Molecular requirements for CD8-mediated rejection of a MUC1-expressing pancreatic carcinoma: Implications for tumor vaccines

Previous studies have indicated that different effector cells are required to eliminate MUC1-expressing tumors derived from different organ sites and that different vaccine strategies may be necessary to generate these two different MUC1-specific immune responses. In this study, we characterized molecular components that are required to produce immune responses that eliminate Panc02.MUC1 tumors in vivo by utilizing mice genetically deficient in molecules related to immunity. A parallel study has been reported for a B16.MUC1 tumor model.

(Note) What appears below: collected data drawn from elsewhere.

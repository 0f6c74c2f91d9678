//! # Hashing Utilities
//!
//! BLAKE3 is the only hash function the protocol needs. It derives account
//! addresses from public keys and contract addresses from deployment labels.
//!
//! Domain separation is done by prefixing a tag and a `0x00` separator, so
//! that a public key can never hash to the same address as a contract label
//! that happens to share its bytes.

/// Compute the BLAKE3 hash of the input data.
///
/// # Example
///
/// ```
/// use redpacket_protocol::crypto::blake3_hash;
///
/// let hash = blake3_hash(b"red packet");
/// assert_eq!(hash.len(), 32);
/// ```
pub fn blake3_hash(data: &[u8]) -> [u8; 32] {
    *blake3::hash(data).as_bytes()
}

/// Hash `data` under a domain tag: `BLAKE3(tag || 0x00 || data)`.
pub fn domain_hash(tag: &str, data: &[u8]) -> [u8; 32] {
    let mut hasher = blake3::Hasher::new();
    hasher.update(tag.as_bytes());
    hasher.update(&[0x00]);
    hasher.update(data);
    *hasher.finalize().as_bytes()
}
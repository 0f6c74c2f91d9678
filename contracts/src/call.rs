//! Signed call envelopes.
//!
//! Every external entry point reaches the runtime as a [`SignedCall`]: the
//! [`Call`] itself, the signer's public key, a per-account nonce and an
//! Ed25519 signature over
//!
//! ```text
//! "redpacket-call-v1" || nonce (u64 LE) || bincode(call)
//! ```
//!
//! The domain tag keeps these signatures from being valid for anything
//! else signed with the same key. The nonce is covered by the signature, so
//! a replayed envelope can be told apart from a fresh one.

use serde::{Deserialize, Serialize};
use thiserror::Error;

use redpacket_protocol::crypto::{Keypair, PublicKey, Signature};
use redpacket_protocol::identity::{Address, AuthError, Caller};
use redpacket_protocol::ledger::TransferItem;

use crate::red_packet::PacketId;

const CALL_DOMAIN: &[u8] = b"redpacket-call-v1";

#[derive(Debug, Error)]
pub enum CallError {
    #[error("authentication failed: {0}")]
    Auth(#[from] AuthError),

    #[error("call encoding failed: {0}")]
    Encoding(#[from] bincode::Error),
}

/// Every public entry point of the token and the distributor.
#[derive(Clone, Debug, PartialEq, Eq, Serialize, Deserialize)]
pub enum Call {
    /// Mint the configured supply to the token admin.
    Init,
    Transfer {
        to: Address,
        amount: u64,
    },
    TransferMulti {
        items: Vec<TransferItem>,
    },
    Approve {
        spender: Address,
        amount: u64,
    },
    TransferFrom {
        owner: Address,
        to: Address,
        amount: u64,
    },
    /// Fund a new red packet from the caller's allowance to the distributor.
    Deposit {
        amount: u64,
        share_count: u64,
    },
    Claim {
        packet_id: PacketId,
    },
}

impl Call {
    /// Short name for logs.
    pub fn name(&self) -> &'static str {
        match self {
            Call::Init => "init",
            Call::Transfer { .. } => "transfer",
            Call::TransferMulti { .. } => "transfer_multi",
            Call::Approve { .. } => "approve",
            Call::TransferFrom { .. } => "transfer_from",
            Call::Deposit { .. } => "deposit",
            Call::Claim { .. } => "claim",
        }
    }
}

/// A [`Call`] together with the proof of who sent it.
#[derive(Clone, Debug, Serialize, Deserialize)]
pub struct SignedCall {
    pub signer: PublicKey,
    pub nonce: u64,
    pub call: Call,
    pub signature: Signature,
}

impl SignedCall {
    /// Sign `call` with `keypair` at `nonce`.
    pub fn sign(keypair: &Keypair, nonce: u64, call: Call) -> Result<Self, CallError> {
        let message = signing_message(nonce, &call)?;
        Ok(Self {
            signer: keypair.public_key(),
            nonce,
            signature: keypair.sign(&message),
            call,
        })
    }

    /// Address the call claims to come from. Unverified until
    /// [`authenticate`](Self::authenticate) succeeds.
    pub fn claimed_address(&self) -> Address {
        Address::from_public_key(&self.signer)
    }

    /// Verify the signature and return the proven caller.
    pub fn authenticate(&self) -> Result<Caller, CallError> {
        let message = signing_message(self.nonce, &self.call)?;
        Ok(Caller::authenticate(&self.signer, &message, &self.signature)?)
    }
}

/// The exact bytes a [`SignedCall`] signature covers.
pub fn signing_message(nonce: u64, call: &Call) -> Result<Vec<u8>, CallError> {
    let encoded = bincode::serialize(call)?;
    let mut buf = Vec::with_capacity(CALL_DOMAIN.len() + 8 + encoded.len());
    buf.extend_from_slice(CALL_DOMAIN);
    buf.extend_from_slice(&nonce.to_le_bytes());
    buf.extend_from_slice(&encoded);
    Ok(buf)
}
impl Distributor {
    /// Creates a distributor at `address` bound to the ledger at `token`.
    pub fn new(address: Address, token: Address, config: DistributorConfig) -> Self {
        Self {
            address,
            token,
            config,
            packets: Vec::new(),
            next_packet_id: 0,
            events: Vec::new(),
        }
    }

    /// Pulls `amount` from the caller through the ledger allowance and
    /// records a packet of `share_count` equal shares.
    ///
    /// Returns the new packet's id.
    ///
    /// # Errors
    ///
    /// - [`DistributorError::InvalidArgument`] for a zero amount, zero share
    ///   count, or a share count above `max_share_count` when one is set.
    /// - [`DistributorError::InsufficientBalance`] /
    ///   [`DistributorError::InsufficientAllowance`] if the ledger refuses
    ///   the pull.
    /// - [`DistributorError::LedgerMismatch`] if `ledger` is not the bound
    ///   ledger.
    ///
    /// On error no packet is recorded and the id counter is unchanged.
    pub fn deposit<L: FungibleLedger + ?Sized>(
        &mut self,
        ledger: &mut L,
        caller: &Caller,
        amount: u64,
        share_count: u64,
    ) -> Result<PacketId, DistributorError> {
        self.check_ledger(ledger)?;
        if amount == 0 {
            return Err(DistributorError::InvalidArgument("amount must be positive".into()));
        }
        if share_count == 0 {
            return Err(DistributorError::InvalidArgument(
                "share count must be positive".into(),
            ));
        }
        if let Some(max) = self.config.max_share_count {
            if share_count > max {
                return Err(DistributorError::InvalidArgument(format!(
                    "share count {share_count} exceeds maximum {max}"
                )));
            }
        }

        let packet_id = self.next_packet_id;
        let next_id = packet_id.checked_add(1).ok_or(DistributorError::Overflow)?;
        let sender = caller.address();

        ledger.transfer_from(&self.as_caller(), &sender, &self.address, amount)?;

        let share_value = amount / share_count;
        self.packets.push(Packet {
            id: packet_id,
            sender,
            total_amount: amount,
            share_count,
            share_value,
            claimed: BTreeSet::new(),
            created_at: Utc::now(),
        });
        self.next_packet_id = next_id;

        self.events.push(DistributorEvent::PacketCreated {
            packet_id,
            sender,
            total_amount: amount,
            share_count,
            share_value,
        });
        info!(
            packet_id,
            sender = %sender,
            amount,
            share_count,
            share_value,
            "packet created"
        );

        Ok(packet_id)
    }

    /// Pays the caller one share of `packet_id`.
    ///
    /// Returns the amount paid. A packet whose share value rounded down to
    /// zero still records the claim but moves nothing on the ledger.
    ///
    /// # Errors
    ///
    /// - [`DistributorError::InvalidPacket`] if the packet does not exist.
    /// - [`DistributorError::AlreadyClaimed`] if the caller claimed before.
    /// - [`DistributorError::PacketExhausted`] if no shares are left.
    /// - [`DistributorError::LedgerMismatch`] if `ledger` is not the bound
    ///   ledger.
    ///
    /// On error the claimant set and every balance are unchanged.
    pub fn claim<L: FungibleLedger + ?Sized>(
        &mut self,
        ledger: &mut L,
        caller: &Caller,
        packet_id: PacketId,
    ) -> Result<u64, DistributorError> {
        self.check_ledger(ledger)?;
        let claimant = caller.address();

        let index = self.index_of(packet_id)?;
        let packet = &self.packets[index];
        if packet.has_claimed(&claimant) {
            return Err(DistributorError::AlreadyClaimed {
                packet_id,
                claimant,
            });
        }
        if packet.is_exhausted() {
            return Err(DistributorError::PacketExhausted(packet_id));
        }

        let amount = packet.share_value;
        if amount > 0 {
            ledger.transfer(&self.as_caller(), &claimant, amount)?;
        }

        self.packets[index].claimed.insert(claimant);
        self.events.push(DistributorEvent::ShareClaimed {
            packet_id,
            claimant,
            amount,
        });
        info!(packet_id, claimant = %claimant, amount, "share claimed");

        Ok(amount)
    }

    pub fn address(&self) -> Address {
        self.address
    }

    /// Address of the bound ledger.
    pub fn token(&self) -> Address {
        self.token
    }

    pub fn config(&self) -> &DistributorConfig {
        &self.config
    }

    pub fn packet(&self, packet_id: PacketId) -> Option<&Packet> {
        usize::try_from(packet_id)
            .ok()
            .and_then(|index| self.packets.get(index))
    }

    pub fn packets(&self) -> &[Packet] {
        &self.packets
    }

    /// Id the next deposit will receive; equals the number of packets.
    pub fn next_packet_id(&self) -> PacketId {
        self.next_packet_id
    }

    pub fn has_claimed(&self, packet_id: PacketId, claimant: &Address) -> bool {
        self.packet(packet_id)
            .map(|p| p.has_claimed(claimant))
            .unwrap_or(false)
    }

    pub fn remaining_shares(&self, packet_id: PacketId) -> Option<u64> {
        self.packet(packet_id).map(Packet::remaining_shares)
    }

    pub fn remainder(&self, packet_id: PacketId) -> Option<u64> {
        self.packet(packet_id).map(Packet::remainder)
    }

    /// Sum of [`Packet::outstanding`] over every packet. The distributor's
    /// ledger balance equals this unless someone transfers to it directly.
    pub fn outstanding(&self) -> u64 {
        self.packets
            .iter()
            .map(Packet::outstanding)
            .fold(0, u64::saturating_add)
    }

    /// Verifies state that did not come from `deposit` and `claim`, such as
    /// a deserialized snapshot, against `ledger`.
    ///
    /// Packet ids must run from 0 without gaps, every packet must satisfy
    /// its share arithmetic, and the distributor's balance on `ledger` must
    /// cover [`outstanding`](Self::outstanding).
    ///
    /// # Errors
    ///
    /// [`DistributorError::LedgerMismatch`] if `ledger` is not the bound
    /// ledger, [`DistributorError::Corrupt`] for anything else.
    pub fn check_integrity<L: FungibleLedger + ?Sized>(
        &self,
        ledger: &L,
    ) -> Result<(), DistributorError> {
        self.check_ledger(ledger)?;

        for (index, packet) in self.packets.iter().enumerate() {
            packet.check(index as PacketId)?;
        }
        if self.next_packet_id != self.packets.len() as PacketId {
            return Err(DistributorError::Corrupt(format!(
                "next packet id {} with {} packets",
                self.next_packet_id,
                self.packets.len()
            )));
        }

        let mut owed: u64 = 0;
        for packet in &self.packets {
            let packet_owed = packet
                .remaining_shares()
                .checked_mul(packet.share_value)
                .and_then(|paid| paid.checked_add(packet.remainder()))
                .ok_or(DistributorError::Overflow)?;
            owed = owed.checked_add(packet_owed).ok_or(DistributorError::Overflow)?;
        }
        let balance = ledger.balance_of(&self.address);
        if balance < owed {
            return Err(DistributorError::Corrupt(format!(
                "balance {balance} does not cover {owed} outstanding"
            )));
        }
        Ok(())
    }

    /// Drains the events emitted since the last call.
    pub fn take_events(&mut self) -> Vec<DistributorEvent> {
        std::mem::take(&mut self.events)
    }

    fn as_caller(&self) -> Caller {
        Caller::contract(self.address)
    }

    fn check_ledger<L: FungibleLedger + ?Sized>(&self, ledger: &L) -> Result<(), DistributorError> {
        let actual = ledger.address();
        if actual != self.token {
            return Err(DistributorError::LedgerMismatch {
                expected: self.token,
                actual,
            });
        }
        Ok(())
    }

    fn index_of(&self, packet_id: PacketId) -> Result<usize, DistributorError> {
        usize::try_from(packet_id)
            .ok()
            .filter(|index| *index < self.packets.len())
            .ok_or(DistributorError::InvalidPacket(packet_id))
    }
}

We confirmed that a CD8⁺ effector cell was required to eliminate MUC1-expressing Panc02 tumors, and demonstrated that T cells expressing TCR-α/β and co-stimulation through CD28 and CD40:CD40L interactions played critical roles during the initiation of the anti-Panc02.MUC1 immune response. TCR-α/β⁺ cells were required to eliminate Panc02.MUC1 tumors, while TCR-γ/δ⁺ cells played a suppressive non-MUC1-specific role in anti-Panc02 tumor immunity. Type 1 cytokine interferon-gamma (IFN-γ), but not interleukin-12 (IL-12), was essential for eliminating MUC1-expressing tumors, while neither IL-4 nor IL-10 (type 2 cytokines) were required for tumor rejection. In vitro studies demonstrated that IFN-γ upregulated MHC class I, but not MHC class II, on Panc02.MUC1 tumor cells. Surprisingly, both perforin and FasL played unique roles during the effector phase of immunity to Panc02.MUC1, while lymphotoxin-α, but not TNFR-1, was required for immunity against Panc02.MUC1 tumors. The findings presented here and in parallel studies of B16.MUC1 immunity clearly demonstrate that different effector cells and cytolytic mechanisms are required to eliminate MUC1-expressing tumors derived from different organ sites, and provide insight into the immune components required to eliminate tumors expressing the same antigen but derived from different tissues.